Janett Schmiedgen

Die 31jährige Sozialpädagogin lebt im Hechtviertel und engagiert sich in verschiedenen frauen- und gleichstellungspolitischen Initiativen.

Was ist das Besondere an Dresden?

Ich schätze die Menschen, die sich in vielfältigen Projekten, Initiativen, Vereinen etc. für ihre Herzensthemen engagieren und damit die Stadt bunt und lebenswert machen.

Was ist wichtig in der Dresdner Stadtpolitik?

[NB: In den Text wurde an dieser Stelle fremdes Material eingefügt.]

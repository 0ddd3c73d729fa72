//! API error types and the response envelopes.

use axum::extract::rejection::JsonRejection;
use axum::http::StatusCode;
use axum::response::{IntoResponse, Response};
use axum::Json;
use serde::{Deserialize, Serialize};
use thiserror::Error;
use utoipa::ToSchema;

use auth::AuthError;

/// Failure envelope.
#[derive(Debug, Clone, Serialize, Deserialize, ToSchema)]
pub struct ErrorResponse {
    /// Always `false`.
    pub success: bool,
    /// Human-readable error message.
    pub error: String,
    /// Error code for programmatic handling.
    pub code: String,
}

impl ErrorResponse {
    pub fn new(code: impl Into<String>, error: impl Into<String>) -> Self {
        Self {
            success: false,
            error: error.into(),
            code: code.into(),
        }
    }
}

/// Success envelope.
#[derive(Debug, Clone, Serialize, Deserialize, ToSchema)]
pub struct ApiResponse<T> {
    /// Always `true`.
    pub success: bool,
    pub data: T,
}

impl<T> ApiResponse<T> {
    pub fn ok(data: T) -> Json<Self> {
        Json(Self {
            success: true,
            data,
        })
    }
}

/// Confirmation payload for operations without a body.
#[derive(Debug, Clone, Serialize, Deserialize, ToSchema)]
pub struct MessageResponse {
    pub message: String,
}

impl MessageResponse {
    pub fn new(message: impl Into<String>) -> Json<ApiResponse<Self>> {
        ApiResponse::ok(Self {
            message: message.into(),
        })
    }
}

/// API error type.
#[derive(Debug, Error)]
pub enum ApiError {
    #[error("{0}")]
    Auth(#[from] AuthError),

    #[error("{0} not found")]
    NotFound(String),

    #[error("{0}")]
    BadRequest(String),

    #[error("{0}")]
    Validation(String),

    #[error("{0}")]
    Unauthorized(String),

    #[error("Risk service unavailable: {0}")]
    BadGateway(String),

    #[error("Internal error: {0}")]
    Internal(String),

    #[error("Database error: {0}")]
    Database(#[from] sqlx::Error),

    #[error("Invalid JSON: {0}")]
    JsonRejection(String),
}

impl ApiError {
    /// Get the HTTP status code for this error.
    pub fn status_code(&self) -> StatusCode {
        match self {
            ApiError::Auth(e) => match e {
                AuthError::AlreadyExists | AuthError::Validation(_) => StatusCode::BAD_REQUEST,
                AuthError::InvalidCredentials
                | AuthError::AccountNotActive
                | AuthError::InvalidToken
                | AuthError::TokenExpired
                | AuthError::InvalidRefreshToken => StatusCode::UNAUTHORIZED,
                AuthError::UserNotFound => StatusCode::NOT_FOUND,
                AuthError::InsufficientPermissions => StatusCode::FORBIDDEN,
                AuthError::Storage(_) | AuthError::Internal(_) => {
                    StatusCode::INTERNAL_SERVER_ERROR
                }
            },
            ApiError::NotFound(_) => StatusCode::NOT_FOUND,
            ApiError::BadRequest(_) => StatusCode::BAD_REQUEST,
            ApiError::Validation(_) => StatusCode::BAD_REQUEST,
            ApiError::Unauthorized(_) => StatusCode::UNAUTHORIZED,
            ApiError::BadGateway(_) => StatusCode::BAD_GATEWAY,
            ApiError::Internal(_) => StatusCode::INTERNAL_SERVER_ERROR,
            ApiError::Database(_) => StatusCode::INTERNAL_SERVER_ERROR,
            ApiError::JsonRejection(_) => StatusCode::BAD_REQUEST,
        }
    }

    /// Get the error code string.
    pub fn error_code(&self) -> &'static str {
        match self {
            ApiError::Auth(e) => e.code(),
            ApiError::NotFound(_) => "NOT_FOUND",
            ApiError::BadRequest(_) => "BAD_REQUEST",
            ApiError::Validation(_) => "VALIDATION_ERROR",
            ApiError::Unauthorized(_) => "UNAUTHORIZED",
            ApiError::BadGateway(_) => "ML_SERVICE_ERROR",
            ApiError::Internal(_) => "INTERNAL_ERROR",
            ApiError::Database(_) => "DATABASE_ERROR",
            ApiError::JsonRejection(_) => "INVALID_JSON",
        }
    }

    /// Message safe to return to the client.
    fn public_message(&self) -> String {
        if self.status_code() == StatusCode::INTERNAL_SERVER_ERROR {
            "Internal server error".to_string()
        } else {
            self.to_string()
        }
    }
}

impl From<portfolio_core::Error> for ApiError {
    fn from(e: portfolio_core::Error) -> Self {
        use portfolio_core::Error;

        match e {
            Error::NotFound(what) => ApiError::NotFound(what),
            Error::Validation(message) => ApiError::Validation(message),
            Error::InvalidTrade(message) => ApiError::Validation(format!("Invalid trade: {}", message)),
            Error::MlService { message, .. } => ApiError::BadGateway(message),
            Error::Http(e) => ApiError::BadGateway(e.to_string()),
            Error::Database(e) => ApiError::Database(e),
            other => ApiError::Internal(other.to_string()),
        }
    }
}

impl From<JsonRejection> for ApiError {
    fn from(rejection: JsonRejection) -> Self {
        tracing::warn!(error = %rejection, "JSON parsing failed");
        ApiError::JsonRejection(rejection.body_text())
    }
}

impl IntoResponse for ApiError {
    fn into_response(self) -> Response {
        let status = self.status_code();

        if status == StatusCode::INTERNAL_SERVER_ERROR {
            tracing::error!(
                error_code = self.error_code(),
                error = %self,
                "Internal server error"
            );
        } else if status == StatusCode::BAD_GATEWAY {
            tracing::warn!(error = %self, "ML service call failed");
        }

        let body = ErrorResponse::new(self.error_code(), self.public_message());

        (status, Json(body)).into_response()
    }
}

/// Result type for API handlers.
pub type ApiResult<T> = Result<T, ApiError>;

#[cfg(test)]
mod tests {
    use super::*;

    #[test]
    fn test_auth_error_mapping() {
        assert_eq!(
            ApiError::from(AuthError::TokenExpired).status_code(),
            StatusCode::UNAUTHORIZED
        );
        assert_eq!(ApiError::from(AuthError::TokenExpired).error_code(), "TOKEN_EXPIRED");
        assert_eq!(
            ApiError::from(AuthError::AlreadyExists).status_code(),
            StatusCode::BAD_REQUEST
        );
        assert_eq!(
            ApiError::from(AuthError::InsufficientPermissions).status_code(),
            StatusCode::FORBIDDEN
        );
        assert_eq!(
            ApiError::from(AuthError::UserNotFound).status_code(),
            StatusCode::NOT_FOUND
        );
    }

    #[test]
    fn test_internal_errors_do_not_leak() {
        let err = ApiError::from(AuthError::Storage(anyhow::anyhow!("password=hunter2 at db:5432")));
        assert_eq!(err.status_code(), StatusCode::INTERNAL_SERVER_ERROR);
        assert_eq!(err.public_message(), "Internal server error");
    }

    #[test]
    fn test_ml_failures_are_bad_gateway() {
        let err = ApiError::from(portfolio_core::Error::MlService {
            message: "timed out".into(),
            status: None,
        });
        assert_eq!(err.status_code(), StatusCode::BAD_GATEWAY);
    }

    #[test]
    fn test_missing_credentials_are_unauthorized() {
        let err = ApiError::Unauthorized("Missing authorization header".into());
        assert_eq!(err.status_code(), StatusCode::UNAUTHORIZED);
        assert_eq!(err.error_code(), "UNAUTHORIZED");
        assert_eq!(err.public_message(), "Missing authorization header");
    }

    #[test]
    fn test_duplicate_position_is_bad_request() {
        let err = ApiError::from(portfolio_core::Error::Validation(
            "An open AAPL position already exists; record a trade to change it".into(),
        ));
        assert_eq!(err.status_code(), StatusCode::BAD_REQUEST);
        assert_eq!(err.error_code(), "VALIDATION_ERROR");
        assert!(err.public_message().contains("AAPL"));
    }

    #[test]
    fn test_envelopes() {
        let body = serde_json::to_value(ErrorResponse::new("INVALID_TOKEN", "Invalid token")).unwrap();
        assert_eq!(body["success"], false);
        assert_eq!(body["code"], "INVALID_TOKEN");

        let Json(ok) = ApiResponse::ok(5);
        assert!(ok.success);
        assert_eq!(ok.data, 5);
    }
}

Allen Menschen zu ermöglichen, sich mit Ihren Fähigkeiten und Interessen in unsere Gesellschaft einzubringen. Dazu braucht es eine lebendige und vielfältige Landschaft von sozialen Diensten, Vereinen, Projekten und Initiativen. Diese müssen stärker unterstützt werden. Darüber hinaus braucht es eine Stadtentwicklung, die an den Bedürfnissen der Menschen anknüpft. Es braucht attraktive Plätze und Parks, die zu Gesprächen und gemeinsamen Aktionen einladen. Ebenso müssen Räume zur Verfügung gestellt, in denen engagierte Personen an ihren gemeinsamen Projekten arbeiten können. Diese Orte der Begegnung und des Austausch sind die Grundlage für ein respektvolles und solidarisches Miteinander.

Foto: Maik Sempf

…damit die Neustadt auch den Kindern gehört!

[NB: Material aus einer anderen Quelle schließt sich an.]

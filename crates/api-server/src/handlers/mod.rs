//! API request handlers.

pub mod alerts;
pub mod analytics;
pub mod auth;
pub mod health;
pub mod portfolios;
pub mod positions;
pub mod trades;
pub mod users;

Dresden ist Geburtenhauptstadt in Deutschland und die Neustadt das am stärksten wachsende Viertel in Dresden. Doch der Ausbau an Kitaplätzen kommt nur schleppend voran, die Zahl der Grundschulplätze stagniert im Viertel und genauso brauchen wir zukünftig mehr Plätze in weiterführenden Schulen. Die Folge: Wartelisten für Kitas werden immer länger, genauso wie die Schulwege für die Kleinen. Die Neustadt braucht ausreichend Kita- und Grundschulplätze mit guter pädagogischer Betreuung und Bildung für die wachsende Zahl von Kindern. Wir setzen uns für die Schaffung von mehr Kitaplätzen mit einem guten Betreuungsschlüssel in der Neustadt ein, fordern den zügigen Bau einer neuen Grundschule im Viertel und die flächendeckende Schaffung von Ganztagsangeboten an weiterführenden Schulen – damit die Neustadt auch den Kindern gehört.